TASK DETAILS: The records below must be duplicated exactly, character for character.

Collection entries
::::

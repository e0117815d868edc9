use crate::{FilterClause, Positioned, Task, TaskFilter};

/// Decides task inclusion for a [`TaskFilter`].
///
/// Active dimensions combine with AND. Archived tasks never match, the same
/// as every default store listing.
pub struct FilterEvaluator;

impl FilterEvaluator {
    pub fn matches(task: &Task, filter: &TaskFilter) -> bool {
        Self::matches_clauses(task, &filter.clauses())
    }

    pub fn matches_clauses(task: &Task, clauses: &[FilterClause]) -> bool {
        !task.is_archived() && clauses.iter().all(|clause| clause.matches(task))
    }

    /// Matching tasks in their input order
    pub fn select<'a, I>(tasks: I, filter: &TaskFilter) -> Vec<&'a Task>
    where
        I: IntoIterator<Item = &'a Task>,
    {
        let clauses = filter.clauses();
        tasks
            .into_iter()
            .filter(|task| Self::matches_clauses(task, &clauses))
            .collect()
    }

    /// Matching tasks ordered the way the store lists them: key, then id
    pub fn select_ordered<'a, I>(tasks: I, filter: &TaskFilter) -> Vec<&'a Task>
    where
        I: IntoIterator<Item = &'a Task>,
    {
        let mut selected = Self::select(tasks, filter);
        selected.sort_by(|a, b| {
            a.position()
                .cmp(&b.position())
                .then_with(|| a.id.cmp(&b.id))
        });
        selected
    }
}
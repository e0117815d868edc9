use chrono::{DateTime, Utc};
use serde::{Deserialize, Serialize};
use uuid::Uuid;

/// A board belongs to a project and owns an ordered set of columns.
#[derive(Debug, Clone, PartialEq, Eq, Serialize, Deserialize)]
pub struct Board {
    pub id: Uuid,
    pub project_id: Uuid,
    pub name: String,
    /// The board opened when a project is selected
    pub is_default: bool,
    pub created_at: DateTime<Utc>,
}

impl Board {
    pub fn new(project_id: Uuid, name: String) -> Self {
        Self {
            id: Uuid::new_v4(),
            project_id,
            name,
            is_default: false,
            created_at: Utc::now(),
        }
    }

    pub fn new_default(project_id: Uuid, name: String) -> Self {
        let mut board = Self::new(project_id, name);
        board.is_default = true;
        board
    }
}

::::

FINAL ANSWER:
repository e0117815d868edc9
use crate::{FilterClause, Positioned, Task, TaskFilter};

/// Decides task inclusion for a [`TaskFilter`].
///
/// Active dimensions combine with AND. Archived tasks never match, the same
/// as every default store listing.
pub struct FilterEvaluator;

impl FilterEvaluator {
    pub fn matches(task: &Task, filter: &TaskFilter) -> bool {
        Self::matches_clauses(task, &filter.clauses())
    }

    pub fn matches_clauses(task: &Task, clauses: &[FilterClause]) -> bool {
        !task.is_archived() && clauses.iter().all(|clause| clause.matches(task))
    }

    /// Matching tasks in their input order
    pub fn select<'a, I>(tasks: I, filter: &TaskFilter) -> Vec<&'a Task>
    where
        I: IntoIterator<Item = &'a Task>,
    {
        let clauses = filter.clauses();
        tasks
            .into_iter()
            .filter(|task| Self::matches_clauses(task, &clauses))
            .collect()
    }

    /// Matching tasks ordered the way the store lists them: key, then id
    pub fn select_ordered<'a, I>(tasks: I, filter: &TaskFilter) -> Vec<&'a Task>
    where
        I: IntoIterator<Item = &'a Task>,
    {
        let mut selected = Self::select(tasks, filter);
        selected.sort_by(|a, b| {
            a.position()
                .cmp(&b.position())
                .then_with(|| a.id.cmp(&b.id))
        });
        selected
    }
}
repository e0117815d868edc9
use chrono::{DateTime, Utc};
use serde::{Deserialize, Serialize};
use uuid::Uuid;

/// A board belongs to a project and owns an ordered set of columns.
#[derive(Debug, Clone, PartialEq, Eq, Serialize, Deserialize)]
pub struct Board {
    pub id: Uuid,
    pub project_id: Uuid,
    pub name: String,
    /// The board opened when a project is selected
    pub is_default: bool,
    pub created_at: DateTime<Utc>,
}

impl Board {
    pub fn new(project_id: Uuid, name: String) -> Self {
        Self {
            id: Uuid::new_v4(),
            project_id,
            name,
            is_default: false,
            created_at: Utc::now(),
        }
    }

    pub fn new_default(project_id: Uuid, name: String) -> Self {
        let mut board = Self::new(project_id, name);
        board.is_default = true;
        board
    }
}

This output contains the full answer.